- Work order
Emit an exact copy of the lines running from the start of the records to the line containing "Ok(result) => result?.into_verdict().map(|()|", both included.

Available records below:

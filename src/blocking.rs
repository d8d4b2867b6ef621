//! Blocking verdicts for synchronous callers.
//!
//! The lookup runs on a Tokio runtime; the calling thread waits on a one-shot
//! channel that the lookup completes. The handle must belong to a runtime
//! that some other thread is driving: a multi-thread runtime, or a
//! `current_thread` runtime whose `block_on` is running elsewhere. An idle
//! `current_thread` runtime never polls the lookup and the wait never ends.
//!
//! Never call these from within an asynchronous context (inside `block_on`
//! or an async task). Tokio detects that case and panics.

use log::debug;
use tokio::runtime::Handle;
use tokio::sync::oneshot;
use url::Url;

use crate::error_handling::SafeBrowsingError;
use crate::lookup::SafeBrowsingClient;

/// Checks `url` and blocks until the verdict arrives.
///
/// Returns `Ok(true)` when the URL is clean.
///
/// # Errors
///
/// Every non-clean outcome: lookup errors, `ThreatFound`, `Api`. A lookup
/// task that ends without reporting (e.g. runtime shut down) yields
/// `Transport(None)`.
///
/// # Panics
///
/// Panics when called from within an asynchronous execution context.
pub fn is_safe(
    handle: &Handle,
    client: &SafeBrowsingClient,
    url: &Url,
) -> Result<bool, SafeBrowsingError> {
    let (tx, rx) = oneshot::channel();
    {
        let _runtime = handle.enter();
        client.check_urls_detached(vec![url.clone()], move |result| {
            let _ = tx.send(result);
        });
    }

    match rx.blocking_recv() {
        Ok(result) => result?.into_verdict().map(|()| true),
        Err(_) => Err(SafeBrowsingError::Transport(None)),
    }
}

/// Like [`is_safe`], collapsing every non-clean outcome to `false`.
pub fn is_safe_lossy(handle: &Handle, client: &SafeBrowsingClient, url: &Url) -> bool {
    is_safe(handle, client, url).unwrap_or_else(|e| {
        debug!("{} is not considered safe: {}", url, e);
        false
    })
}
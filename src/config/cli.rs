//! Command-line options.

use std::path::PathBuf;

use clap::Parser;

use crate::config::constants::{
    API_KEY_ENV, CLIENT_ID_ENV, CLIENT_VERSION_ENV, DEFAULT_CLIENT_ID, DEFAULT_CLIENT_VERSION,
    DEFAULT_OPENER, DEFAULT_TIMEOUT_SECS, DEFAULT_USER_AGENT, SAFE_BROWSING_ENDPOINT,
};
use crate::config::types::{LogFormat, LogLevel, LookupConfig};
use crate::schema::{PlatformType, ThreatEntryType, ThreatType};

/// Command-line options for the `safe_browsing` binary.
///
/// List options accept repeated flags or comma-separated values. When a list
/// is omitted the library default applies.
#[derive(Debug, Parser)]
#[command(
    name = "safe_browsing",
    version,
    about = "Checks URLs against Google Safe Browsing before opening them"
)]
pub struct Opt {
    /// URLs to check (https:// is assumed when no scheme is given)
    pub urls: Vec<String>,

    /// File with one URL per line (blank lines and # comments are skipped)
    #[arg(long)]
    pub file: Option<PathBuf>,

    /// Google API key
    #[arg(long, env = API_KEY_ENV, hide_env_values = true)]
    pub api_key: Option<String>,

    /// Client identifier reported to the service
    #[arg(long, env = CLIENT_ID_ENV, default_value = DEFAULT_CLIENT_ID)]
    pub client_id: String,

    /// Client version reported to the service
    #[arg(long, env = CLIENT_VERSION_ENV, default_value = DEFAULT_CLIENT_VERSION)]
    pub client_version: String,

    /// Threat types to check (e.g. MALWARE,SOCIAL_ENGINEERING)
    #[arg(long = "threat-type", value_delimiter = ',')]
    pub threat_types: Vec<ThreatType>,

    /// Platform types to check (e.g. ANY_PLATFORM)
    #[arg(long = "platform-type", value_delimiter = ',')]
    pub platform_types: Vec<PlatformType>,

    /// Threat entry types to check (e.g. URL,EXECUTABLE)
    #[arg(long = "threat-entry-type", value_delimiter = ',')]
    pub threat_entry_types: Vec<ThreatEntryType>,

    /// Lookup endpoint
    #[arg(long, default_value = SAFE_BROWSING_ENDPOINT)]
    pub endpoint: String,

    /// Per-request timeout in seconds
    #[arg(long, default_value_t = DEFAULT_TIMEOUT_SECS)]
    pub timeout_seconds: u64,

    /// HTTP User-Agent header value
    #[arg(long, default_value = DEFAULT_USER_AGENT)]
    pub user_agent: String,

    /// Log level
    #[arg(long, value_enum, default_value_t = LogLevel::Info)]
    pub log_level: LogLevel,

    /// Log format
    #[arg(long, value_enum, default_value_t = LogFormat::Plain)]
    pub log_format: LogFormat,

    /// Open the URL when it is clean (single URL only)
    #[arg(long)]
    pub open: bool,

    /// Program used by --open
    #[arg(long, default_value = DEFAULT_OPENER)]
    pub opener: String,
}

impl Opt {
    /// Builds the lookup configuration from the parsed options.
    pub fn lookup_config(&self) -> LookupConfig {
        let defaults = LookupConfig::default();
        LookupConfig {
            api_key: self.api_key.clone(),
            client_id: self.client_id.clone(),
            client_version: self.client_version.clone(),
            threat_types: non_empty_or(&self.threat_types, defaults.threat_types),
            platform_types: non_empty_or(&self.platform_types, defaults.platform_types),
            threat_entry_types: non_empty_or(
                &self.threat_entry_types,
                defaults.threat_entry_types,
            ),
            endpoint: self.endpoint.clone(),
            timeout_seconds: self.timeout_seconds,
            user_agent: self.user_agent.clone(),
        }
    }
}

fn non_empty_or<T: Clone>(values: &[T], fallback: Vec<T>) -> Vec<T> {
    if values.is_empty() {
        fallback
    } else {
        values.to_vec()
    }
}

End of Available records.

- Completed task
filename src/blocking.rs
repository d8d4b2867b6ef621
//! Blocking verdicts for synchronous callers.
//!
//! The lookup runs on a Tokio runtime; the calling thread waits on a one-shot
//! channel that the lookup completes. The handle must belong to a runtime
//! that some other thread is driving: a multi-thread runtime, or a
//! `current_thread` runtime whose `block_on` is running elsewhere. An idle
//! `current_thread` runtime never polls the lookup and the wait never ends.
//!
//! Never call these from within an asynchronous context (inside `block_on`
//! or an async task). Tokio detects that case and panics.

use log::debug;
use tokio::runtime::Handle;
use tokio::sync::oneshot;
use url::Url;

use crate::error_handling::SafeBrowsingError;
use crate::lookup::SafeBrowsingClient;

/// Checks `url` and blocks until the verdict arrives.
///
/// Returns `Ok(true)` when the URL is clean.
///
/// # Errors
///
/// Every non-clean outcome: lookup errors, `ThreatFound`, `Api`. A lookup
/// task that ends without reporting (e.g. runtime shut down) yields
/// `Transport(None)`.
///
/// # Panics
///
/// Panics when called from within an asynchronous execution context.
pub fn is_safe(
    handle: &Handle,
    client: &SafeBrowsingClient,
    url: &Url,
) -> Result<bool, SafeBrowsingError> {
    let (tx, rx) = oneshot::channel();
    {
        let _runtime = handle.enter();
        client.check_urls_detached(vec![url.clone()], move |result| {
            let _ = tx.send(result);
        });
    }

    match rx.blocking_recv() {
        Ok(result) => result?.into_verdict().map(|()| true),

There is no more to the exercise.